There are probably more ways for your Streaming provider to handle the streams, but this was just meant as a rough explanation. A *provider C* might use a combination of both systems, etc.

Now before we come to the, what can I do part, there is one more reason why your viewers might see buffering:
*YOU USE TOO MUCH BITRATE...*​Sorry, but that has to be written in caps. Streamers tend to use as much bitrate as they have upload available. Of course, I understand you want your stream to look good. But what does it help if your viewers need so much download speed that they are unable to watch it. RTMP streaming in special but also other streaming methods often rely on a single connection. This is different to a torrent download for example which can use several connections to get the "file".
So even while your speedtest might say you can download at 20mb/s constantly, this might not be true for a single connection.
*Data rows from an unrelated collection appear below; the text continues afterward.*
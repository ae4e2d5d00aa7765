// ABOUTME: Registry of every seeder, grouped into core reference data and fixture generators
// ABOUTME: Provides the selections used by `memo-seed all`, `run` and `list`
//
// SPDX-License-Identifier: MIT OR Apache-2.0
// Copyright (c) 2025 Pierre Fitness Intelligence

use super::{
    AcademicStructureSeeder, AchievementsSeeder, BacSessionsSeeder, BacSubjectsSeeder,
    ContentTypesSeeder, CuratedContentSeeder, CuratedQuizzesSeeder, CurriculumSeeder,
    FakeAnalyticsSeeder, FakeContentSeeder, FakeQuizzesSeeder, PaidCoursesSeeder, PromosSeeder,
    SeedStep, Seeder, SubjectCoefficientsSeeder,
};

/// Seeder for a single step
#[must_use]
pub fn seeder_for(step: SeedStep) -> Box<dyn Seeder> {
    match step {
        SeedStep::AcademicStructure => Box::new(AcademicStructureSeeder),
        SeedStep::SubjectCoefficients => Box::new(SubjectCoefficientsSeeder),
        SeedStep::ContentTypes => Box::new(ContentTypesSeeder),
        SeedStep::BacSessions => Box::new(BacSessionsSeeder),
        SeedStep::Achievements => Box::new(AchievementsSeeder),
        SeedStep::Promos => Box::new(PromosSeeder),
        SeedStep::Curriculum => Box::new(CurriculumSeeder),
        SeedStep::BacSubjects => Box::new(BacSubjectsSeeder),
        SeedStep::FakeContent => Box::new(FakeContentSeeder),
        SeedStep::CuratedContent => Box::new(CuratedContentSeeder),
        SeedStep::FakeQuizzes => Box::new(FakeQuizzesSeeder),
        SeedStep::CuratedQuizzes => Box::new(CuratedQuizzesSeeder),
        SeedStep::FakeAnalytics => Box::new(FakeAnalyticsSeeder),
        SeedStep::PaidCourses => Box::new(PaidCoursesSeeder),
    }
}

/// Reference data run by `seed all`
#[must_use]
pub fn core() -> Vec<Box<dyn Seeder>> {
    by_steps(SeedStep::ALL.iter().filter(|s| !s.is_fixture()))
}

/// Sample data generators
#[must_use]
pub fn fixtures() -> Vec<Box<dyn Seeder>> {
    by_steps(SeedStep::ALL.iter().filter(|s| s.is_fixture()))
}

/// Core seeders, followed by the fixture generators when requested
#[must_use]
pub fn all(with_fixtures: bool) -> Vec<Box<dyn Seeder>> {
    let mut seeders = core();
    if with_fixtures {
        seeders.extend(fixtures());
    }
    seeders
}

/// Seeders for the named steps, in the order given
pub fn by_steps<'a>(steps: impl IntoIterator<Item = &'a SeedStep>) -> Vec<Box<dyn Seeder>> {
    steps.into_iter().map(|step| seeder_for(*step)).collect()
}

#[cfg(test)]
mod tests {
    use super::*;

    #[test]
    fn test_every_seeder_reports_its_own_step() {
        for step in SeedStep::ALL {
            assert_eq!(seeder_for(step).step(), step);
        }
    }

    #[test]
    fn test_all_with_fixtures_covers_the_catalogue() {
        assert_eq!(core().len(), 6);
        assert_eq!(all(true).len(), SeedStep::ALL.len());
    }
}
// ABOUTME: Planner curriculum trees for the sciences stream BAC subjects
// ABOUTME: Each subject's tree is deleted and rebuilt parent-first on every run
//
// SPDX-License-Identifier: MIT OR Apache-2.0
// Copyright (c) 2025 Pierre Fitness Intelligence

use async_trait::async_trait;
use rand::Rng;
use tracing::{info, warn};

use super::taxonomy::{NodeSink, Taxonomy};
use super::{SeedContext, SeedOutcome, SeedStep, Seeder};
use crate::database::{Database, Table};
use crate::errors::AppResult;
use crate::models::{CurriculumLevel, Difficulty, NewCurriculumNode, PlannerContentType, Subject};

type Node = NewCurriculumNode;

const MATH_SUBJECTS: &[&str] = &["sciences-exp-mathematics", "mathematics-mathematics"];
const PHYSICS_SUBJECTS: &[&str] = &["sciences-exp-physics"];
const BIOLOGY_SUBJECTS: &[&str] = &["sciences-exp-biology"];
const ISLAMIC_SUBJECTS: &[&str] = &["sciences-exp-islamic"];
const HISTORY_SUBJECTS: &[&str] = &["sciences-exp-history-geo"];

const MATH_AXES: [&str; 5] = [
    "المحور الأول: الدوال العددية",
    "المحور الثاني: المتتاليات",
    "المحور الثالث: الدوال الأصلية",
    "المحور الرابع: الاحتماليات",
    "المحور الخامس: الأعداد المركبة",
];

const PHYSICS_MECHANICS_TOPICS: [&str; 7] = [
    "المناعة الرزمية",
    "قياس التقلقلية",
    "حجم و ضغط غاز",
    "الكواكب و الأقمار",
    "دراسة تطور جملة ميكانيكية",
    "السقوط الشاقولي",
    "الحركة",
];

/// Units following the first two, numbered from U3
const PHYSICS_UNITS: [&str; 16] = [
    "المناعة الرزمية لتحول كيميائي وسط مائي",
    "قياس التقلقلية",
    "حجم و ضغط غاز",
    "الكواكب و الأقمار",
    "دراسة تطور جملة ميكانيكية",
    "السقوط الشاقولي",
    "الحركة",
    "المستوى المائل و الأفقي",
    "دراسة ظواهر كهربائية",
    "الدارة RC",
    "الدارة RL",
    "تطور و كيميائية نحو حالة التوازن",
    "التحولات النووية",
    "مراقبة تطور ج كيميائية",
    "التطورات المهتزة",
    "مفهوم الموجة",
];

/// Axis title, unit titles, difficulty and minutes per unit
const BIOLOGY_AXES: [(&str, &[&str], Difficulty, u32); 3] = [
    (
        "المجال التعلمي الأول: التخصص الوظيفي للبروتين",
        &[
            "الوحدة الأولى: آليات تركيب البروتين",
            "الوحدة الثانية: العلاقة بين بنية ووظيفة البروتين",
            "الوحدة الثالثة: دور البروتينات في التخبر الانزيمي",
            "الوحدة الرابعة: دور البروتينات في الدفاع عن الذات",
            "الوحدة الخامسة: دور البروتينات في الإتصال العصبي",
        ],
        Difficulty::Hard,
        90,
    ),
    (
        "المجال التعلمي الثاني: التخصص الوظيفي للبروتين",
        &[
            "الوحدة الأولى: آليات تحويل الطاقة الضوئية إلى طاقة كيميائية كامنة",
            "الوحدة الثانية: آليات تحويل الطاقة الكيميائية الكامنة في الجزيئات العضوية إلى طاقة قابلة للإستعمال ATP",
            "الوحدة الثالثة: حوصلة التحولات الطاقوية على المستوى الخلوي",
        ],
        Difficulty::Hard,
        90,
    ),
    (
        "المجال التعلمي الثالث: الذكتونية العامة",
        &[
            "الوحدة الأولى: بنية الكرة الأرضية",
            "الوحدة الثانية: النشاط التكتوني والظواهر الجيولوجية المرتبطة به",
        ],
        Difficulty::Medium,
        75,
    ),
];

/// Topics of the first biology axis, attached to its first two units
const BIOLOGY_SUBTOPICS: [(usize, &str); 5] = [
    (0, "الإستنساخ"),
    (0, "الترجمة"),
    (1, "الأحماض الأمنية"),
    (1, "سلوك الأحماض الأمينية"),
    (1, "مستويات البنية الفراغية"),
];

const ISLAMIC_TOPICS: [&str; 18] = [
    "العقيدة الإسلامية و أثرها على الفرد و المجتمع",
    "وسائل القرآن في تثبيت العقيدة الإسلامية",
    "الإسلام و الرسالات السماوية",
    "العقل في القرآن الكريم",
    "مقاصد الشريعة الإسلامية",
    "منهج الإسلام في محاربة الإنحراف و الجريمة",
    "المساواة أمام أحكام الشريعة الإسلامية في العقوبات",
    "الصحة النفسية و الجسمية في القرآن الكريم",
    "من مصادر التشريع الإسلامي: الإجماع، القياس، المصلحة المرسلة",
    "القيم في القرآن الكريم",
    "الوقف في الإسلام",
    "من أحكام الأسرة في الإسلام: مدخل إلى علم الميراث",
    "الربا و أحكامه",
    "من المعاملات المالية الجائزة: بيع العرف، المراببحة، التقسيط",
    "الحرية الشخصية و مدى ارتباطها بحرية الأخرين",
    "من أحكام الأسرة في الإسلام: النسب، التبني، الكفالة",
    "العلاقات الاجتماعية بين المسلمين و غيرهم",
    "خطبة الرسول ﷺ في حجة الوداع",
];

const HISTORY_TOPICS: [&str; 15] = [
    "بروز الصراع و تشكل العالم",
    "مساعي الإنفراج الدولي",
    "من الثنائية إلى الأحادية القطبية",
    "العمل المسلح و رد فعل الاستعمار",
    "استعادة السيادة الوطنية و بناء الدولة الجزائرية",
    "ظروف قيام الدولة الجزائرية",
    "العالم الثالث بين تراجع الاستعمار التقليدي و استمرار حركات التحرر",
    "فلسطين و من تصفية الاستعمار التقليدي و استمرارية التحرر",
    "إشكالية التقدم و التخلف",
    "الميادين و الثقافات في العالم",
    "مصادر القوة الأمريكية و تأثيرها على الإقتصاد العالمي",
    "ظاهرة التكتل و أثرها في قوة الإتحاد الأوروبي",
    "العلاقة بين السكان و التنمية في شرق و جنوب شرق آسيا",
    "الإقتصاد الجزائري في العالم",
    "التنمية في البرازيل",
];

fn mathematics_tree() -> Taxonomy<Node> {
    let mut tree = Taxonomy::new();
    for (index, title) in MATH_AXES.iter().enumerate() {
        let code = format!("LA{}", index + 1);
        tree.root(Node::new(CurriculumLevel::LearningAxis, *title).code(code));
    }
    tree
}

fn physics_tree<R: Rng + ?Sized>(rng: &mut R) -> AppResult<Taxonomy<Node>> {
    let mut tree = Taxonomy::new();
    tree.root(
        Node::new(CurriculumLevel::Unit, "الوحدة الأولى: المتابعة الزمنية لتحول كيميائي")
            .code("U1")
            .with_practice()
            .bac_priority(5),
    );
    let mechanics = tree.root(
        Node::new(CurriculumLevel::Unit, "الوحدة الثانية: تطور جملة ميكانيكية")
            .code("U2")
            .with_practice()
            .bac_priority(7),
    );
    for title in PHYSICS_MECHANICS_TOPICS {
        tree.child(
            mechanics,
            Node::new(CurriculumLevel::Topic, title)
                .effort(Difficulty::Hard, Some(60))
                .with_practice(),
        )?;
    }
    for (offset, title) in PHYSICS_UNITS.iter().enumerate() {
        tree.root(
            Node::new(CurriculumLevel::Unit, *title)
                .code(format!("U{}", offset + 3))
                .effort(Difficulty::Hard, None)
                .with_practice()
                .bac_priority(rng.gen_range(3..=8)),
        );
    }
    Ok(tree)
}

fn biology_tree() -> AppResult<Taxonomy<Node>> {
    let mut tree = Taxonomy::new();
    let mut first_axis_units = Vec::new();
    for (axis_index, (title, units, difficulty, minutes)) in BIOLOGY_AXES.iter().enumerate() {
        let axis_code = format!("LA{}", axis_index + 1);
        let axis =
            tree.root(Node::new(CurriculumLevel::LearningAxis, *title).code(axis_code.clone()));
        for (unit_index, unit_title) in units.iter().enumerate() {
            let unit = tree.child(
                axis,
                Node::new(CurriculumLevel::Unit, *unit_title)
                    .code(format!("{axis_code}.U{}", unit_index + 1))
                    .effort(*difficulty, Some(*minutes)),
            )?;
            if axis_index == 0 {
                first_axis_units.push(unit);
            }
        }
    }
    for (unit_index, title) in BIOLOGY_SUBTOPICS {
        if let Some(unit) = first_axis_units.get(unit_index) {
            tree.child(
                *unit,
                Node::new(CurriculumLevel::Topic, title).effort(Difficulty::Hard, Some(60)),
            )?;
        }
    }
    Ok(tree)
}

fn flat_topics(titles: &[&str], prefix: &str, content_type: PlannerContentType) -> Taxonomy<Node> {
    let mut tree = Taxonomy::new();
    for (index, title) in titles.iter().enumerate() {
        tree.root(
            Node::new(CurriculumLevel::Topic, *title)
                .code(format!("{prefix}{}", index + 1))
                .content_type(content_type)
                .effort(Difficulty::Medium, Some(45)),
        );
    }
    tree
}

/// Writes nodes of one subject
struct CurriculumSink<'a> {
    db: &'a Database,
    subject_id: i64,
}

#[async_trait]
impl NodeSink<Node> for CurriculumSink<'_> {
    async fn create(
        &mut self,
        node: &Node,
        parent_id: Option<i64>,
        sort_order: i64,
    ) -> AppResult<Option<i64>> {
        let id = self
            .db
            .insert_curriculum_node(self.subject_id, parent_id, sort_order, node)
            .await?;
        Ok(Some(id))
    }
}

/// First subject found among `slugs`
async fn first_subject(db: &Database, slugs: &[&str]) -> AppResult<Option<Subject>> {
    for slug in slugs {
        if let Some(subject) = db.get_subject_by_slug(slug).await? {
            return Ok(Some(subject));
        }
    }
    Ok(None)
}

/// Planner trees for mathematics, physics, biology, Islamic sciences and history
pub struct CurriculumSeeder;

#[async_trait]
impl Seeder for CurriculumSeeder {
    fn step(&self) -> SeedStep {
        SeedStep::Curriculum
    }

    fn requires(&self) -> &'static [Table] {
        &[Table::AcademicPhases, Table::AcademicYears, Table::Subjects]
    }

    fn provides(&self) -> &'static [Table] {
        &[Table::CurriculumNodes]
    }

    async fn run(&self, ctx: &mut SeedContext<'_>) -> AppResult<SeedOutcome> {
        let db = ctx.db;
        if db.find_bac_year().await?.is_none() {
            return Ok(SeedOutcome::skipped(
                "secondary phase BAC year not found, run academic-structure first",
            ));
        }

        let trees = [
            (MATH_SUBJECTS, mathematics_tree()),
            (PHYSICS_SUBJECTS, physics_tree(&mut ctx.rng)?),
            (BIOLOGY_SUBJECTS, biology_tree()?),
            (
                ISLAMIC_SUBJECTS,
                flat_topics(&ISLAMIC_TOPICS, "T", PlannerContentType::Memorization),
            ),
            (
                HISTORY_SUBJECTS,
                flat_topics(&HISTORY_TOPICS, "H", PlannerContentType::Theory),
            ),
        ];

        let mut rows = 0;
        for (slugs, tree) in &trees {
            let Some(subject) = first_subject(db, slugs).await? else {
                warn!(subject = %slugs.join(" | "), "Subject not found, skipping its curriculum");
                continue;
            };

            let removed = db.delete_curriculum_for_subject(subject.id).await?;
            let mut sink = CurriculumSink {
                db,
                subject_id: subject.id,
            };
            let report = tree.build(&mut sink).await?;
            info!(
                subject = %subject.slug,
                removed,
                created = report.created_count(),
                "Curriculum rebuilt"
            );
            rows += report.created_count() as u64;
        }

        Ok(SeedOutcome::completed(rows))
    }
}

#[cfg(test)]
#[allow(clippy::expect_used)]
mod tests {
    use rand::SeedableRng;
    use rand_chacha::ChaCha8Rng;

    use super::*;

    #[test]
    fn test_physics_priorities_stay_in_range() {
        let mut rng = ChaCha8Rng::seed_from_u64(4);
        let tree = physics_tree(&mut rng).expect("physics tree");
        assert_eq!(tree.len(), 2 + PHYSICS_MECHANICS_TOPICS.len() + PHYSICS_UNITS.len());
        assert!(tree
            .nodes()
            .iter()
            .filter(|n| n.payload.is_bac_priority)
            .all(|n| (3..=8).contains(&n.payload.bac_frequency)));
    }

    #[test]
    fn test_biology_topics_hang_under_first_axis_units() {
        let tree = biology_tree().expect("biology tree");
        let topics: Vec<_> = tree
            .nodes()
            .iter()
            .filter(|n| n.payload.level == CurriculumLevel::Topic)
            .collect();
        assert_eq!(topics.len(), BIOLOGY_SUBTOPICS.len());
        for topic in topics {
            let parent = topic.parent.expect("topic has a parent");
            assert_eq!(tree.nodes()[parent].payload.level, CurriculumLevel::Unit);
        }
    }
}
And the same goes for your viewers. Just because you can upload 20mb/s constantly without dropping a frame, it does not mean they will be able to download it. Even your stream provider will struggle to deliver that to several people. (Twitch.tv probably added their limits for those reasons, and money of course)

In the end while your 1080p 60fps 9mb/s stream might look glorious, and 3 people can watch it fine, either your stream provider or the rest of your possible viewers (so about 5.999.999.997 people) will probably not be able to experience the same. And this leads us to the, what can we do?

*What can we do?*
There is unfortunately no perfect cure for this. Let me make it clear once more: Unless you drop frames, the stream you send out arrived at the server of your provider. From this point it is *between the provider and your viewer*s.

But we have a few options we can try:

Lower your bitrate (and if necessary resolution/framerate)
Try different servers of the same Provider (will probably not help)
Try a different Provider (might have a better balancing)
Accept that some viewers can encounter problems
Lower your bitrate (and if necessary resolution/framerate)
It can also depend on the time of day, or on the usage amounts of your Provider if your viewers can watch the stream fine on day A but not on day B.

*The End*
The Internet is a big amount of highways connected with junctions, at each of the junctions, something can possibly go wrong. We can only make sure to use reasonable values and not drop frames. Then it is on our providers to do the best they can.


----------



## Sapiens (Aug 28, 2014)

my hero


----------